Freeman advocates: “A change of policy to ban new coal and nuclear plants is needed now…It is time to ‘say no’ to nuclear power, petroleum, and coal and apply our common sense to use the truly clean energy Mother Nature delivers free of charge, forever.”
The bulk of Winning Our Energy Independence is devoted is describing how solar technologies – sun, wind, and biomass – and garbage are abundant and can provide virtually all of our energy as coal and nuclear plants and gasoline-fueled transportation are phased out. Freeman is a strong advocate for plug-in hybrid cars, so that electricity from renewable energy could replace petroleum as the transportation fuel. He recognizes that “it will take many years before all our cars and buses are plug-in hybrids. But electricity, biofuels, and hydrogen (in 20 to 30 years) can replace more gasoline cars steadily every year from now on. The electricity will be much cheaper and cleaner than gasoline and will not be tied to the world market for oil.” Freeman believes that the auto industry should make plug-in hybrids a priority and argues that the industry could continue to provide much of the financing for new cars. He also supports a tax credit to pay for the higher initial costs of the plug-in.
Freeman devotes a chapter to brief summaries of what Brazil, Sweden, Japan, Iceland, China, and other nations are doing to promote renewables and some of the lessons we can learn and technologies we can use. Nonetheless, he believes the U.S. can be a leader—“Big Solar is not yet a reality. Neither is a plug-in hybrid car, an ell-electric car, or a hydrogen-driven car—all American inventions waiting to be transformed into problem-solving realities. The development of renewable energy is of international significance, not at all unlike the arms race. The difference is that it can result in saving our civilization, not destroying it.”

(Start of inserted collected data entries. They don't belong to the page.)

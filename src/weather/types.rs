use serde::{Deserialize, Serialize};

/// Normalized current conditions for one city.
#[derive(Debug, Clone, PartialEq, Serialize)]
pub struct WeatherSummary {
    pub city: String,
    /// Degrees Celsius.
    pub temp: f64,
    pub description: String,
}

// Raw shape of `/data/2.5/weather`. Fields are optional so a partial payload
// can be reported by name instead of as a serde error.
#[derive(Debug, Clone, Deserialize)]
pub struct CurrentWeatherResponse {
    pub name: Option<String>,
    pub main: Option<CurrentWeatherMain>,
    #[serde(default)]
    pub weather: Vec<CurrentWeatherCondition>,
}

#[derive(Debug, Clone, Deserialize)]
pub struct CurrentWeatherMain {
    pub temp: Option<f64>,
}

#[derive(Debug, Clone, Deserialize)]
pub struct CurrentWeatherCondition {
    pub description: Option<String>,
}
use super::types::*;
use crate::config::Config;
use crate::utils::capitalize;
use reqwest::Client;
use thiserror::Error;
use tracing::instrument;

const CURRENT_WEATHER_PATH: &str = "/data/2.5/weather";

#[derive(Error, Debug)]
pub enum WeatherError {
    #[error("HTTP request failed: {0}")]
    RequestFailed(#[from] reqwest::Error),
    #[error("JSON parsing failed: {0}")]
    JsonParsing(#[from] serde_json::Error),
    #[error("API error: {0}")]
    ApiError(String),
    #[error("Response is missing field `{0}`")]
    MissingField(&'static str),
    #[error("WEATHER_API_KEY is not configured")]
    MissingApiKey,
}

impl WeatherError {
    /// True for local misconfiguration, false for upstream failures.
    pub fn is_configuration(&self) -> bool {
        matches!(self, Self::MissingApiKey)
    }
}

pub struct OpenWeatherClient {
    client: Client,
    api_key: Option<String>,
    base_url: String,
}

impl OpenWeatherClient {
    pub fn new(client: Client, config: &Config) -> Self {
        Self {
            client,
            api_key: config.openweather_api_key.clone(),
            base_url: config.openweather_base_url.trim_end_matches('/').to_string(),
        }
    }

    /// Current conditions for `city`, in metric units.
    #[instrument(skip(self), level = "debug")]
    pub async fn fetch_weather(&self, city: &str) -> Result<WeatherSummary, WeatherError> {
        let api_key = self.api_key.as_deref().ok_or(WeatherError::MissingApiKey)?;
        let url = format!("{}{}", self.base_url, CURRENT_WEATHER_PATH);

        let response = self
            .client
            .get(&url)
            .query(&[("q", city), ("appid", api_key), ("units", "metric")])
            .send()
            .await?;

        match response.status() {
            reqwest::StatusCode::OK => {
                let body = response.bytes().await?;
                let raw: CurrentWeatherResponse = serde_json::from_slice(&body)?;
                WeatherSummary::try_from(raw)
            }
            status => {
                let error_text = response.text().await.unwrap_or_default();
                Err(WeatherError::ApiError(format!(
                    "HTTP {}: {}",
                    status, error_text
                )))
            }
        }
    }
}

impl TryFrom<CurrentWeatherResponse> for WeatherSummary {
    type Error = WeatherError;

    fn try_from(raw: CurrentWeatherResponse) -> Result<Self, Self::Error> {
        let city = raw.name.ok_or(WeatherError::MissingField("name"))?;
        let temp = raw
            .main
            .and_then(|m| m.temp)
            .ok_or(WeatherError::MissingField("main.temp"))?;
        let description = raw
            .weather
            .into_iter()
            .next()
            .and_then(|w| w.description)
            .ok_or(WeatherError::MissingField("weather[0].description"))?;

        Ok(Self {
            city,
            temp,
            description: capitalize(&description),
        })
    }
}
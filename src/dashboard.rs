use crate::cache::ResultCache;
use crate::config::Config;
use crate::news::{NewsItem, NewsKey, RedditClient};
use crate::weather::{OpenWeatherClient, WeatherSummary};
use reqwest::Client;
use std::convert::Infallible;
use std::time::Duration;

/// Cached access to both providers.
///
/// Failures are logged here and stored as `None`, so an outage costs one
/// upstream call per TTL window rather than one per request.
pub struct Dashboard {
    weather_client: OpenWeatherClient,
    reddit_client: RedditClient,
    weather_cache: ResultCache<String, Option<WeatherSummary>>,
    news_cache: ResultCache<NewsKey, Option<Vec<NewsItem>>>,
    city: String,
    weather_ttl: Duration,
    news_ttl: Duration,
}

impl Dashboard {
    pub fn new(config: &Config, http: Client) -> Self {
        Self {
            weather_client: OpenWeatherClient::new(http.clone(), config),
            reddit_client: RedditClient::new(http, config),
            weather_cache: ResultCache::new(),
            news_cache: ResultCache::new(),
            city: config.weather_city.clone(),
            weather_ttl: Duration::from_secs(config.weather_cache_ttl_secs),
            news_ttl: Duration::from_secs(config.news_cache_ttl_secs),
        }
    }

    pub async fn cached_weather(&self) -> Option<WeatherSummary> {
        let result = self
            .weather_cache
            .get_or_compute(self.city.clone(), self.weather_ttl, move || async move {
                tracing::debug!("Weather cache miss for {}", self.city);
                match self.weather_client.fetch_weather(&self.city).await {
                    Ok(weather) => Ok::<_, Infallible>(Some(weather)),
                    Err(e) if e.is_configuration() => {
                        tracing::error!("Weather API is not configured: {}", e);
                        Ok(None)
                    }
                    Err(e) => {
                        tracing::warn!("Weather API error: {}", e);
                        Ok(None)
                    }
                }
            })
            .await;

        result.unwrap_or_else(|never| match *never {})
    }

    pub async fn cached_news(&self, feed: &str, limit: u32) -> Option<Vec<NewsItem>> {
        let key = NewsKey::new(feed, limit);
        let result = self
            .news_cache
            .get_or_compute(key, self.news_ttl, move || async move {
                tracing::debug!("News cache miss for r/{} (limit {})", feed, limit);
                match self.reddit_client.fetch_headlines(feed, limit).await {
                    Ok(items) => Ok::<_, Infallible>(Some(items)),
                    Err(e) if e.is_configuration() => {
                        tracing::error!("Reddit API is not configured: {}", e);
                        Ok(None)
                    }
                    Err(e) => {
                        tracing::warn!("Reddit API error: {}", e);
                        Ok(None)
                    }
                }
            })
            .await;

        result.unwrap_or_else(|never| match *never {})
    }
}

#[cfg(test)]
mod tests {
    use super::*;
    use serde_json::json;
    use wiremock::matchers::{method, path};
    use wiremock::{Mock, MockServer, ResponseTemplate};

    #[tokio::test]
    async fn test_weather_cached_within_ttl() {
        let mock_server = MockServer::start().await;

        Mock::given(method("GET"))
            .and(path("/data/2.5/weather"))
            .respond_with(ResponseTemplate::new(200).set_body_json(json!({
                "name": "London",
                "main": {"temp": 18.3},
                "weather": [{"description": "clear sky"}]
            })))
            .expect(1)
            .mount(&mock_server)
            .await;

        let dashboard = Dashboard::new(&Config::for_tests(&mock_server.uri()), Client::new());

        let first = dashboard.cached_weather().await;
        let second = dashboard.cached_weather().await;

        assert_eq!(first, second);
        assert_eq!(first.unwrap().description, "Clear sky");
    }

    #[tokio::test]
    async fn test_upstream_failure_cached_as_absence() {
        let mock_server = MockServer::start().await;

        Mock::given(method("GET"))
            .and(path("/data/2.5/weather"))
            .respond_with(ResponseTemplate::new(500))
            .expect(1)
            .mount(&mock_server)
            .await;

        let dashboard = Dashboard::new(&Config::for_tests(&mock_server.uri()), Client::new());

        assert_eq!(dashboard.cached_weather().await, None);
        assert_eq!(dashboard.cached_weather().await, None);
    }

    #[tokio::test]
    async fn test_news_keyed_by_feed_and_limit() {
        let mock_server = MockServer::start().await;

        Mock::given(method("POST"))
            .and(path("/api/v1/access_token"))
            .respond_with(ResponseTemplate::new(200).set_body_json(json!({
                "access_token": "token-123",
                "expires_in": 86400
            })))
            .mount(&mock_server)
            .await;

        Mock::given(method("GET"))
            .and(path("/r/cyberpunkgame/hot"))
            .respond_with(ResponseTemplate::new(200).set_body_json(json!({
                "data": {"children": [
                    {"kind": "t3", "data": {"title": "one", "url": "https://example.com/1"}},
                    {"kind": "t3", "data": {"title": "two", "url": "https://example.com/2"}}
                ]}
            })))
            .expect(2)
            .mount(&mock_server)
            .await;

        let dashboard = Dashboard::new(&Config::for_tests(&mock_server.uri()), Client::new());

        let five = dashboard.cached_news("cyberpunkgame", 5).await.unwrap();
        let again = dashboard.cached_news("cyberpunkgame", 5).await.unwrap();
        let one = dashboard.cached_news("cyberpunkgame", 1).await.unwrap();

        assert_eq!(five, again);
        assert_eq!(five.len(), 2);
        assert_eq!(one.len(), 1);
    }
}
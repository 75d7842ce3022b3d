use moka::future::Cache;
use moka::Expiry;
use std::future::Future;
use std::hash::Hash;
use std::sync::Arc;
use std::time::{Duration, Instant};

#[derive(Clone)]
struct Entry<V> {
    value: V,
    ttl: Duration,
}

/// Expires each entry after the TTL it was stored with.
struct PerEntryTtl;

impl<K, V> Expiry<K, Entry<V>> for PerEntryTtl {
    fn expire_after_create(
        &self,
        _key: &K,
        entry: &Entry<V>,
        _created_at: Instant,
    ) -> Option<Duration> {
        Some(entry.ttl)
    }
}

/// Memoizes async results per key, each entry with its own expiry.
///
/// Expired entries are dropped lazily on lookup; there is no capacity
/// bound. A failed computation is handed back to the caller and not
/// stored, so callers that want negative caching must encode the failure
/// in `V` themselves.
#[derive(Clone)]
pub struct ResultCache<K, V> {
    inner: Cache<K, Entry<V>>,
}

impl<K, V> ResultCache<K, V>
where
    K: Hash + Eq + Send + Sync + 'static,
    V: Clone + Send + Sync + 'static,
{
    pub fn new() -> Self {
        Self {
            inner: Cache::builder().expire_after(PerEntryTtl).build(),
        }
    }

    /// Return the live value for `key`, or run `compute` and store its
    /// success for `ttl`.
    pub async fn get_or_compute<F, Fut, E>(
        &self,
        key: K,
        ttl: Duration,
        compute: F,
    ) -> Result<V, Arc<E>>
    where
        F: FnOnce() -> Fut,
        Fut: Future<Output = Result<V, E>>,
        E: Send + Sync + 'static,
    {
        self.inner
            .try_get_with(key, async move {
                compute().await.map(|value| Entry { value, ttl })
            })
            .await
            .map(|entry| entry.value)
    }
}

impl<K, V> Default for ResultCache<K, V>
where
    K: Hash + Eq + Send + Sync + 'static,
    V: Clone + Send + Sync + 'static,
{
    fn default() -> Self {
        Self::new()
    }
}
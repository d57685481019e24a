//! Image encoding: `DynamicImage` → base64 JPEG/PNG wrapped in `ImageData`.
//!
//! VLM APIs accept images as base64 payloads embedded in the JSON request
//! body. Certificates are mostly large type on flat backgrounds, so JPEG at
//! quality 85 reads as well as PNG at a fraction of the size. PNG stays
//! available for callers who want lossless input.

use crate::config::PageImageFormat;
use base64::{engine::general_purpose::STANDARD, Engine as _};
use edgequake_llm::ImageData;
use image::codecs::jpeg::JpegEncoder;
use image::DynamicImage;
use std::io::Cursor;
use tracing::debug;

/// Encode a rasterised page as base64 ready for the classifier.
pub fn encode_page(
    img: &DynamicImage,
    format: PageImageFormat,
) -> Result<ImageData, image::ImageError> {
    let mut buf = Vec::new();
    match format {
        PageImageFormat::Png => {
            img.write_to(&mut Cursor::new(&mut buf), image::ImageFormat::Png)?;
        }
        PageImageFormat::Jpeg { quality } => {
            // JPEG has no alpha channel; pdfium renders RGBA.
            let rgb = img.to_rgb8();
            let mut encoder = JpegEncoder::new_with_quality(&mut buf, quality);
            encoder.encode_image(&rgb)?;
        }
    }

    let b64 = STANDARD.encode(&buf);
    debug!("Encoded image → {} bytes base64", b64.len());

    Ok(ImageData::new(b64, format.mime_type()).with_detail("high"))
}
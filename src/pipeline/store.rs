//! Filing: write the original certificate bytes under its company folder.
//!
//! ## Claiming names
//!
//! Checking `exists()` and then writing leaves a window in which another run
//! can claim the same name, and the later write silently overwrites it.
//! Opening with `create_new` makes "is this name free?" and "claim it" one
//! atomic filesystem call: a taken name fails with `AlreadyExists` and we move
//! on to the next suffix. Nothing the pipeline did not create is ever opened
//! for writing.

use crate::error::FileError;
use crate::pipeline::naming::sanitize_file_stem;
use std::io::ErrorKind;
use std::path::{Path, PathBuf};
use tokio::io::AsyncWriteExt;
use tracing::{debug, info, warn};

/// Stem used when the uploaded name has no usable characters.
const FALLBACK_STEM: &str = "certificate";

/// Upper bound on collision suffixes tried for one file name.
const MAX_SUFFIX: u32 = 10_000;

/// Store `bytes` as `<root>/<company>/<stem>[_N].pdf` and return the path.
///
/// `company` must already be sanitised (see
/// [`crate::pipeline::naming::sanitize_company_name`]).
pub async fn store_certificate(
    root: &Path,
    company: &str,
    original_name: &str,
    bytes: &[u8],
) -> Result<PathBuf, FileError> {
    let dir = root.join(company);
    tokio::fs::create_dir_all(&dir)
        .await
        .map_err(|e| FileError::filesystem(&dir, &e))?;

    let stem = file_stem(original_name);

    for n in 0..=MAX_SUFFIX {
        let candidate = dir.join(candidate_name(&stem, n));
        let open = tokio::fs::OpenOptions::new()
            .write(true)
            .create_new(true)
            .open(&candidate)
            .await;

        let mut file = match open {
            Ok(f) => f,
            Err(e) if e.kind() == ErrorKind::AlreadyExists => {
                debug!("{} exists, trying next suffix", candidate.display());
                continue;
            }
            Err(e) => return Err(FileError::filesystem(&candidate, &e)),
        };

        if let Err(e) = write_all_synced(&mut file, bytes).await {
            drop(file);
            // We created this file a moment ago; don't leave a truncated copy.
            if let Err(rm) = tokio::fs::remove_file(&candidate).await {
                warn!("Could not remove partial file {}: {}", candidate.display(), rm);
            }
            return Err(FileError::filesystem(&candidate, &e));
        }

        info!("Certificate saved: {}", candidate.display());
        return Ok(candidate);
    }

    Err(FileError::Filesystem {
        path: dir,
        detail: format!("no free file name for '{stem}' after {MAX_SUFFIX} attempts"),
    })
}

async fn write_all_synced(file: &mut tokio::fs::File, bytes: &[u8]) -> std::io::Result<()> {
    file.write_all(bytes).await?;
    file.flush().await?;
    file.sync_all().await
}

/// `cert.pdf` → `cert`; only characters unsafe in a file name are replaced.
fn file_stem(original_name: &str) -> String {
    Path::new(original_name)
        .file_stem()
        .and_then(|s| sanitize_file_stem(&s.to_string_lossy()))
        .unwrap_or_else(|| FALLBACK_STEM.to_string())
}

/// `n == 0` is the plain name; later candidates carry `_n`.
fn candidate_name(stem: &str, n: u32) -> String {
    if n == 0 {
        format!("{stem}.pdf")
    } else {
        format!("{stem}_{n}.pdf")
    }
}

#[cfg(test)]
mod tests {
    use super::*;
    use tempfile::TempDir;

    #[test]
    fn candidate_names() {
        assert_eq!(candidate_name("award", 0), "award.pdf");
        assert_eq!(candidate_name("award", 1), "award_1.pdf");
        assert_eq!(candidate_name("award", 12), "award_12.pdf");
    }

    #[test]
    fn stems() {
        assert_eq!(file_stem("award.pdf"), "award");
        assert_eq!(file_stem("Award.PDF"), "Award");
        assert_eq!(file_stem("my award.pdf"), "my award");
        assert_eq!(file_stem("a/b:c.pdf"), "b_c");
        assert_eq!(file_stem("noext"), "noext");
        assert_eq!(file_stem(".pdf"), "pdf");
        assert_eq!(file_stem("..."), "certificate");
    }

    #[tokio::test]
    async fn stores_bytes_unchanged() {
        let tmp = TempDir::new().unwrap();
        let bytes = b"%PDF-1.4 certificate body".to_vec();
        let path = store_certificate(tmp.path(), "Acme", "award.pdf", &bytes)
            .await
            .unwrap();
        assert_eq!(path, tmp.path().join("Acme").join("award.pdf"));
        assert_eq!(std::fs::read(&path).unwrap(), bytes);
    }

    #[tokio::test]
    async fn collisions_get_incrementing_suffix() {
        let tmp = TempDir::new().unwrap();
        let first = store_certificate(tmp.path(), "Acme", "award.pdf", b"one")
            .await
            .unwrap();
        let second = store_certificate(tmp.path(), "Acme", "award.pdf", b"two")
            .await
            .unwrap();
        let third = store_certificate(tmp.path(), "Acme", "award.pdf", b"three")
            .await
            .unwrap();

        assert_eq!(first.file_name().unwrap(), "award.pdf");
        assert_eq!(second.file_name().unwrap(), "award_1.pdf");
        assert_eq!(third.file_name().unwrap(), "award_2.pdf");
        assert_eq!(std::fs::read(&first).unwrap(), b"one");
        assert_eq!(std::fs::read(&second).unwrap(), b"two");
        assert_eq!(std::fs::read(&third).unwrap(), b"three");
    }

    #[tokio::test]
    async fn existing_foreign_file_is_left_alone() {
        let tmp = TempDir::new().unwrap();
        let dir = tmp.path().join("Acme");
        std::fs::create_dir_all(&dir).unwrap();
        std::fs::write(dir.join("award.pdf"), b"someone else's").unwrap();

        let stored = store_certificate(tmp.path(), "Acme", "award.pdf", b"mine")
            .await
            .unwrap();

        assert_eq!(stored.file_name().unwrap(), "award_1.pdf");
        assert_eq!(std::fs::read(dir.join("award.pdf")).unwrap(), b"someone else's");
    }

    #[tokio::test]
    async fn longest_stem_still_fits_with_suffix() {
        let tmp = TempDir::new().unwrap();
        let name = format!("{}.pdf", "x".repeat(400));
        store_certificate(tmp.path(), "Acme", &name, b"one").await.unwrap();
        let second = store_certificate(tmp.path(), "Acme", &name, b"two")
            .await
            .unwrap();
        let stored = second.file_name().unwrap().to_string_lossy().into_owned();
        assert!(stored.len() <= 255);
        assert!(stored.ends_with("_1.pdf"));
    }

    #[tokio::test]
    async fn unwritable_root_is_filesystem_error() {
        let tmp = TempDir::new().unwrap();
        // A regular file where the company folder's parent should be.
        let blocker = tmp.path().join("root");
        std::fs::write(&blocker, b"not a dir").unwrap();

        let err = store_certificate(&blocker, "Acme", "award.pdf", b"x")
            .await
            .unwrap_err();
        assert!(matches!(err, FileError::Filesystem { .. }));
    }
}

Another chapter describes how Los Angeles, where Freeman lives, could become an all-renewable city if there is “the public pressure and political will” to use nearby solar, wind, geothermal, and municipal waste resources.
Chapter 12 describes what Congress should do to enact a national renewable energy policy. Among Freeman’s specific recommendations are a “20 percent federal tax credit to electricity and natural gas utilities that gives highest priority to the efficient use of the energy they supply,” and ban on new coal or nuclear plants and retirement of the existing plants within the next 30 years, government-funded demonstration plants for Big Solar and hydrogen, increasing federal fuel economy standards one mile-per-gallon a year over the next 24 years, tax credits for plug-in hybrids or flex-fuel vehicles, and an excess-profits tax on oil to fund the tax credits. He views the next ten years as the transition period, in which the growth of oil consumption in the U.S. is stopped and major gains are made in renewables, plug-in hybrids, and energy efficiency in buildings and appliances.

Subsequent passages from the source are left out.